Provided information section start
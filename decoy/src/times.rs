use std::{
    fmt,
    ops::{Range, RangeFrom, RangeInclusive, RangeToInclusive},
};

/// Inclusive count range a verification checks observed calls against.
///
/// | Preset | Range |
/// |--------|-------|
/// | [`never`](Self::never) | `[0, 0]` |
/// | [`once`](Self::once) | `[1, 1]` |
/// | [`at_least_once`](Self::at_least_once) | `[1, ∞)` |
/// | [`at_most_once`](Self::at_most_once) | `[0, 1]` |
/// | [`exactly(n)`](Self::exactly) | `[n, n]` |
/// | [`between(a, b)`](Self::between) | `[a, b]` |
///
/// Ranges convert too: `2`, `1..=3`, `1..4`, `2..` and `..=2` are all `Times`.
///
/// ```rust
/// use decoy::Times;
///
/// assert!(Times::exactly(2).is_satisfied_by(2));
/// assert!(!Times::at_least_once().is_satisfied_by(0));
/// assert_eq!(Times::from(1usize..=3), Times::between(1, 3));
/// ```
#[derive(Debug, Clone, Copy, PartialEq, Eq, Hash)]
#[cfg_attr(feature = "serde", derive(serde::Serialize, serde::Deserialize))]
pub struct Times {
    min: usize,
    max: Option<usize>,
}

impl Times {
    pub const fn never() -> Self {
        Self::exactly(0)
    }

    pub const fn once() -> Self {
        Self::exactly(1)
    }

    pub const fn at_least_once() -> Self {
        Self::at_least(1)
    }

    pub const fn at_most_once() -> Self {
        Self::at_most(1)
    }

    pub const fn exactly(n: usize) -> Self {
        Self {
            min: n,
            max: Some(n),
        }
    }

    pub const fn at_least(n: usize) -> Self {
        Self { min: n, max: None }
    }

    pub const fn at_most(n: usize) -> Self {
        Self {
            min: 0,
            max: Some(n),
        }
    }

    /// Inclusive range. Bounds are swapped if given in reverse order.
    pub const fn between(min: usize, max: usize) -> Self {
        if min <= max {
            Self {
                min,
                max: Some(max),
            }
        } else {
            Self {
                min: max,
                max: Some(min),
            }
        }
    }

    pub fn min(&self) -> usize {
        self.min
    }

    /// Upper bound, `None` when unbounded.
    pub fn max(&self) -> Option<usize> {
        self.max
    }

    pub fn is_satisfied_by(&self, count: usize) -> bool {
        count >= self.min && self.max.is_none_or(|max| count <= max)
    }
}

impl Default for Times {
    fn default() -> Self {
        Times::at_least_once()
    }
}

impl fmt::Display for Times {
    fn fmt(&self, f: &mut fmt::Formatter<'_>) -> fmt::Result {
        match (self.min, self.max) {
            (0, Some(0)) => write!(f, "never"),
            (1, Some(1)) => write!(f, "once"),
            (n, Some(m)) if n == m => write!(f, "exactly {n} times"),
            (1, None) => write!(f, "at least once"),
            (n, None) => write!(f, "at least {n} times"),
            (0, Some(1)) => write!(f, "at most once"),
            (0, Some(m)) => write!(f, "at most {m} times"),
            (n, Some(m)) => write!(f, "between {n} and {m} times"),
        }
    }
}

impl From<usize> for Times {
    fn from(n: usize) -> Self {
        Times::exactly(n)
    }
}

impl From<RangeInclusive<usize>> for Times {
    fn from(range: RangeInclusive<usize>) -> Self {
        Times::between(*range.start(), *range.end())
    }
}

impl From<Range<usize>> for Times {
    fn from(range: Range<usize>) -> Self {
        if range.end <= range.start {
            return Times::never();
        }
        Times::between(range.start, range.end - 1)
    }
}

impl From<RangeFrom<usize>> for Times {
    fn from(range: RangeFrom<usize>) -> Self {
        Times::at_least(range.start)
    }
}

impl From<RangeToInclusive<usize>> for Times {
    fn from(range: RangeToInclusive<usize>) -> Self {
        Times::at_most(range.end)
    }
}
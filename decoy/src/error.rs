use std::sync::Arc;

use crate::VerificationError;

/// The single error type for all Decoy operations.
///
/// Every fallible Decoy API returns `decoy::Result<T>` (alias for
/// `Result<T, decoy::Error>`). Errors configured by a test through
/// [`Setup::throws`](crate::Setup::throws) travel as [`Error::Thrown`] and
/// reach the caller of the intercepted member untouched.
#[derive(Debug, Clone, thiserror::Error)]
pub enum Error {
    #[error("Invalid setup on '{member}': {reason}")]
    Configuration { member: String, reason: String },

    #[error("Unsupported capability: {0}")]
    UnsupportedCapability(String),

    #[error("Strict mock received a call with no matching setup: {0}")]
    UnmatchedStrictCall(String),

    #[error("{0}")]
    Verification(Box<VerificationError>),

    #[error("Event '{event}' is not declared by '{capability}'")]
    UnassociatedEvent { event: String, capability: String },

    #[error("Cannot auto-mock through '{member}': {reason}")]
    NotSupportedChain { member: String, reason: String },

    #[error("{0}")]
    Thrown(#[source] Arc<dyn std::error::Error + Send + Sync>),

    #[error("Expected a value of type {expected}, found {found}")]
    ValueType {
        expected: &'static str,
        found: &'static str,
    },
}

impl Error {
    /// Wrap a user error so it can be configured as a thrown result.
    pub fn thrown(e: impl std::error::Error + Send + Sync + 'static) -> Self {
        Error::Thrown(Arc::new(e))
    }

    pub(crate) fn configuration(member: impl ToString, reason: impl ToString) -> Self {
        Error::Configuration {
            member: member.to_string(),
            reason: reason.to_string(),
        }
    }

    pub(crate) fn not_supported_chain(member: impl ToString, reason: impl ToString) -> Self {
        Error::NotSupportedChain {
            member: member.to_string(),
            reason: reason.to_string(),
        }
    }

    /// Returns the verification details if this is a verification failure.
    pub fn as_verification(&self) -> Option<&VerificationError> {
        match self {
            Error::Verification(v) => Some(v),
            _ => None,
        }
    }
}

impl PartialEq for Error {
    fn eq(&self, other: &Self) -> bool {
        match (self, other) {
            (
                Self::Configuration {
                    member: m1,
                    reason: r1,
                },
                Self::Configuration {
                    member: m2,
                    reason: r2,
                },
            ) => m1 == m2 && r1 == r2,
            (Self::UnsupportedCapability(a), Self::UnsupportedCapability(b)) => a == b,
            (Self::UnmatchedStrictCall(a), Self::UnmatchedStrictCall(b)) => a == b,
            (Self::Verification(a), Self::Verification(b)) => a == b,
            (
                Self::UnassociatedEvent {
                    event: e1,
                    capability: c1,
                },
                Self::UnassociatedEvent {
                    event: e2,
                    capability: c2,
                },
            ) => e1 == e2 && c1 == c2,
            (
                Self::NotSupportedChain {
                    member: m1,
                    reason: r1,
                },
                Self::NotSupportedChain {
                    member: m2,
                    reason: r2,
                },
            ) => m1 == m2 && r1 == r2,
            (Self::Thrown(a), Self::Thrown(b)) => Arc::ptr_eq(a, b),
            (
                Self::ValueType {
                    expected: e1,
                    found: f1,
                },
                Self::ValueType {
                    expected: e2,
                    found: f2,
                },
            ) => e1 == e2 && f1 == f2,
            _ => false,
        }
    }
}

impl Eq for Error {}

impl From<VerificationError> for Error {
    fn from(e: VerificationError) -> Self {
        Error::Verification(Box::new(e))
    }
}

#[cfg(test)]
mod tests {
    use super::*;

    #[derive(Debug, thiserror::Error)]
    #[error("disk full")]
    struct DiskFull;

    #[test]
    fn thrown_errors_compare_by_identity() {
        let a = Error::thrown(DiskFull);
        let b = a.clone();
        assert_eq!(a, b);
        assert_ne!(a, Error::thrown(DiskFull));
    }

    #[test]
    fn thrown_error_displays_inner_message() {
        assert_eq!(Error::thrown(DiskFull).to_string(), "disk full");
    }

    #[test]
    fn configuration_message_names_member() {
        let e = Error::configuration("Account.Audit", "member is not overridable");
        assert_eq!(
            e.to_string(),
            "Invalid setup on 'Account.Audit': member is not overridable"
        );
    }
}
impl Mock {
    /// Create a mock for `capability` with the given configuration.
    pub fn new(capability: Capability, config: MockConfig) -> Self {
        Self::build(capability, config, None)
    }

    /// Create a mock with the given behavior and otherwise default configuration.
    pub fn create(capability: Capability, behavior: Behavior) -> Self {
        Self::new(capability, MockConfig::default().with_behavior(behavior))
    }

    pub fn loose(capability: Capability) -> Self {
        Self::create(capability, Behavior::Loose)
    }

    pub fn strict(capability: Capability) -> Self {
        Self::create(capability, Behavior::Strict)
    }

    /// Create a mock for the capability a typed proxy declares.
    pub fn of<P: Proxy>(behavior: Behavior) -> Self {
        Self::create(P::capability(), behavior)
    }

    /// Create a mock backed by a real implementation, reachable through
    /// [`Setup::call_base`] and [`MockConfig::with_call_base`].
    pub fn with_base(
        capability: Capability,
        config: MockConfig,
        base: impl BaseImplementation + 'static,
    ) -> Self {
        Self::build(capability, config, Some(Arc::new(base)))
    }

    fn build(
        capability: Capability,
        config: MockConfig,
        base: Option<Arc<dyn BaseImplementation>>,
    ) -> Self {
        let id = MockId::generate();
        tracing::trace!(mock = %id, capability = %capability, behavior = %config.behavior(), "mock created");
        Self {
            inner: Arc::new(MockInner {
                id,
                config,
                capabilities: RwLock::new(Capabilities {
                    list: vec![Arc::new(capability)],
                    materialized: false,
                }),
                interceptor: Interceptor::default(),
                inner_mocks: Mutex::new(BTreeMap::new()),
                base,
            }),
        }
    }

    pub(crate) fn from_inner(inner: Arc<MockInner>) -> Self {
        Self { inner }
    }

    /// The mock behind a substitute.
    pub fn get(substitute: &Substitute) -> Self {
        substitute.mock()
    }

    pub fn id(&self) -> MockId {
        self.inner.id
    }

    pub fn config(&self) -> &MockConfig {
        &self.inner.config
    }

    /// Name of the primary capability.
    pub fn name(&self) -> String {
        read(&self.inner.capabilities).list[0].name().to_string()
    }

    /// Every exposed capability, primary first.
    pub fn capabilities(&self) -> Vec<Arc<Capability>> {
        read(&self.inner.capabilities).list.clone()
    }

    pub fn implements(&self, capability: &str) -> bool {
        read(&self.inner.capabilities)
            .list
            .iter()
            .any(|c| c.name() == capability)
    }

    /// Expose an additional interface on the substitute.
    ///
    /// # Errors
    ///
    /// Returns [`Error::UnsupportedCapability`] if the substitute was already
    /// materialized with [`object`](Self::object), or if `capability` is not
    /// an interface.
    pub fn add_capability(&self, capability: Capability) -> Result {
        let mut capabilities = write(&self.inner.capabilities);
        if capabilities.materialized {
            return Err(Error::UnsupportedCapability(format!(
                "cannot add {} to {} mock after its object was materialized",
                capability.name(),
                capabilities.list[0].name()
            )));
        }
        if !capability.is_interface() {
            return Err(Error::UnsupportedCapability(format!(
                "{} is not an interface",
                capability.name()
            )));
        }
        if capabilities.list.iter().any(|c| c.name() == capability.name()) {
            return Ok(());
        }
        capabilities.list.push(Arc::new(capability));
        Ok(())
    }

    /// The substitute for this mock. Materializing it freezes the capability set.
    pub fn object(&self) -> Substitute {
        write(&self.inner.capabilities).materialized = true;
        Substitute {
            inner: self.inner.clone(),
        }
    }

    /// The substitute viewed through a typed proxy.
    pub fn object_as<P: Proxy>(&self) -> Result<P> {
        self.object().cast()
    }

    pub fn is_materialized(&self) -> bool {
        read(&self.inner.capabilities).materialized
    }

    /// Register a setup for `call` and return a builder for its behavior.
    ///
    /// The whole chain and its target are checked before anything changes.
    /// Each hop then gets (or reuses) an auto-created child mock, and the
    /// final segment is registered on the last one. A failed setup leaves the
    /// mock untouched.
    ///
    /// # Errors
    ///
    /// - [`Error::Configuration`] if the target is not a member, is static or
    ///   not overridable, cannot be accessed the requested way, or the number
    ///   of argument matchers differs from the parameter count.
    /// - [`Error::NotSupportedChain`] if a hop does not return a mockable
    ///   capability.
    pub fn setup(&self, call: Call) -> Result<Setup> {
        let (_, id, returns) = chain::resolve_target(self, &call)?;
        let target = chain::resolve_for_setup(self, &call)?;
        let expectation = Arc::new(Expectation::new(id, call.target.matchers, returns));
        target.add_expectation(expectation.clone());
        tracing::debug!(mock = %target.id(), setup = %expectation, "setup registered");
        Ok(Setup::new(target, expectation))
    }

    /// Give a readable and writable property get/set tracking behavior,
    /// starting at `initial`.
    pub fn setup_property(&self, name: &str, initial: impl Into<Value>) -> Result {
        let (_, member) = self
            .find_member(name)
            .ok_or_else(|| Error::configuration(name, format!("not a member of {self}")))?;
        if !member.is_read_write() || !member.is_overridable() {
            return Err(Error::configuration(
                name,
                "only overridable read/write properties can be stubbed",
            ));
        }
        self.stub_property(name, initial.into())
    }

    /// Give every overridable read/write property of every exposed capability
    /// get/set tracking behavior, starting at the property type's default value.
    pub fn setup_all_properties(&self) -> Result {
        for capability in self.capabilities() {
            for member in capability.members() {
                if !member.is_read_write() || !member.is_overridable() {
                    continue;
                }
                let getter = capability.member_id(member, Access::Get);
                let initial = self.provide_default(&getter, &member.returns(Access::Get))?;
                self.stub_property(member.name(), initial)?;
            }
        }
        Ok(())
    }

    fn stub_property(&self, name: &str, initial: Value) -> Result {
        let slot = Arc::new(Mutex::new(initial));
        let reader = slot.clone();
        self.setup(Call::get(name))?
            .returns_with(move |_| lock(&reader).clone());
        self.setup(Call::set(name).with(Matcher::any()))?
            .callback(move |args| {
                if let Some(value) = args.first() {
                    *lock(&slot) = value.clone();
                }
            });
        Ok(())
    }

    /// Verify that `call` was received a number of times within `times`.
    ///
    /// Counts are taken from the invocation log, so verification can run in
    /// any order and any number of times.
    ///
    /// # Errors
    ///
    /// Returns [`Error::Verification`] describing the expected call, the
    /// actual count and every setup registered for the same member.
    #[track_caller]
    pub fn verify_call(&self, call: Call, times: impl Into<Times>) -> Result {
        verification::verify_call(self, &call, times.into(), None, Location::caller())
    }

    /// Like [`verify_call`](Self::verify_call), with a message prepended to
    /// the failure.
    #[track_caller]
    pub fn verify_call_with_message(
        &self,
        call: Call,
        times: impl Into<Times>,
        message: &str,
    ) -> Result {
        verification::verify_call(
            self,
            &call,
            times.into(),
            Some(message.to_string()),
            Location::caller(),
        )
    }

    /// Check every setup marked [`verifiable`](Setup::verifiable), here and in
    /// every auto-created child.
    #[track_caller]
    pub fn verify(&self) -> Result {
        verification::verify_setups(self, true, Location::caller())
    }

    /// Check every explicit setup, here and in every auto-created child.
    /// Setups without a count constraint must have matched at least once.
    #[track_caller]
    pub fn verify_all(&self) -> Result {
        verification::verify_setups(self, false, Location::caller())
    }

    /// Invoke the handlers subscribed to `event`, in subscription order.
    ///
    /// The first handler error stops the raise and is returned.
    ///
    /// # Errors
    ///
    /// Returns [`Error::UnassociatedEvent`] if no exposed capability declares
    /// `event`.
    pub fn raise(&self, event: &str, args: Vec<Value>) -> Result {
        let event = self.declared_event(event)?;
        let handlers = self.inner.interceptor.invocation_list(&event);
        tracing::trace!(mock = %self.id(), event = %event, handlers = handlers.len(), "raising event");
        for handler in handlers {
            handler.invoke(&args)?;
        }
        Ok(())
    }

    /// Handlers currently subscribed to `event`, in subscription order.
    pub fn invocation_list(&self, event: &str) -> Vec<Handler> {
        self.inner.interceptor.invocation_list(event)
    }

    /// Snapshot of every call received, in arrival order.
    pub fn invocations(&self) -> Vec<Arc<Invocation>> {
        self.inner.interceptor.invocations()
    }

    /// Snapshot of every registered setup, in registration order.
    pub fn setups(&self) -> Vec<Arc<Expectation>> {
        self.inner.interceptor.expectations()
    }

    /// The auto-created child for `member`, if one exists.
    pub fn inner_mock(&self, member: &MemberId) -> Option<Mock> {
        lock(&self.inner.inner_mocks).get(member).cloned()
    }

    /// Every auto-created child, ordered by originating member.
    pub fn inner_mocks(&self) -> Vec<Mock> {
        lock(&self.inner.inner_mocks).values().cloned().collect()
    }

    pub(crate) fn inner_mock_or_create(&self, member: &MemberId, capability: Capability) -> Mock {
        lock(&self.inner.inner_mocks)
            .entry(member.clone())
            .or_insert_with(|| {
                let child = Mock::new(capability, self.inner.config.for_child());
                tracing::debug!(mock = %self.id(), member = %member, child = %child.id(), "auto-mocked child created");
                child
            })
            .clone()
    }

    pub(crate) fn add_expectation(&self, expectation: Arc<Expectation>) {
        self.inner.interceptor.add_expectation(expectation);
    }

    pub(crate) fn find_member(&self, name: &str) -> Option<(Arc<Capability>, Member)> {
        read(&self.inner.capabilities)
            .list
            .iter()
            .find_map(|c| c.member(name).map(|m| (c.clone(), m.clone())))
    }

    pub(crate) fn declared_event(&self, event: &str) -> Result<Arc<str>> {
        if self.capabilities().iter().any(|c| c.has_event(event)) {
            Ok(Arc::from(event))
        } else {
            Err(Error::UnassociatedEvent {
                event: event.to_string(),
                capability: self.name(),
            })
        }
    }

    pub(crate) fn has_base(&self) -> bool {
        self.inner.base.is_some()
    }

    pub(crate) fn call_base(&self, member: &MemberId, args: &[Value]) -> Result<Value> {
        match &self.inner.base {
            Some(base) => base.invoke(member, args),
            None => Err(Error::configuration(member, "no base implementation to call")),
        }
    }

    pub(crate) fn provide_default(&self, member: &MemberId, ty: &TypeDesc) -> Result<Value> {
        self.inner.config.default_value().provide(ty, member, self)
    }
}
Provided information section end
-- How to complete this task --
The answer must be a single number: the count of lines in the entries that include "NotSupportedChain".

-- Exercise answer --
5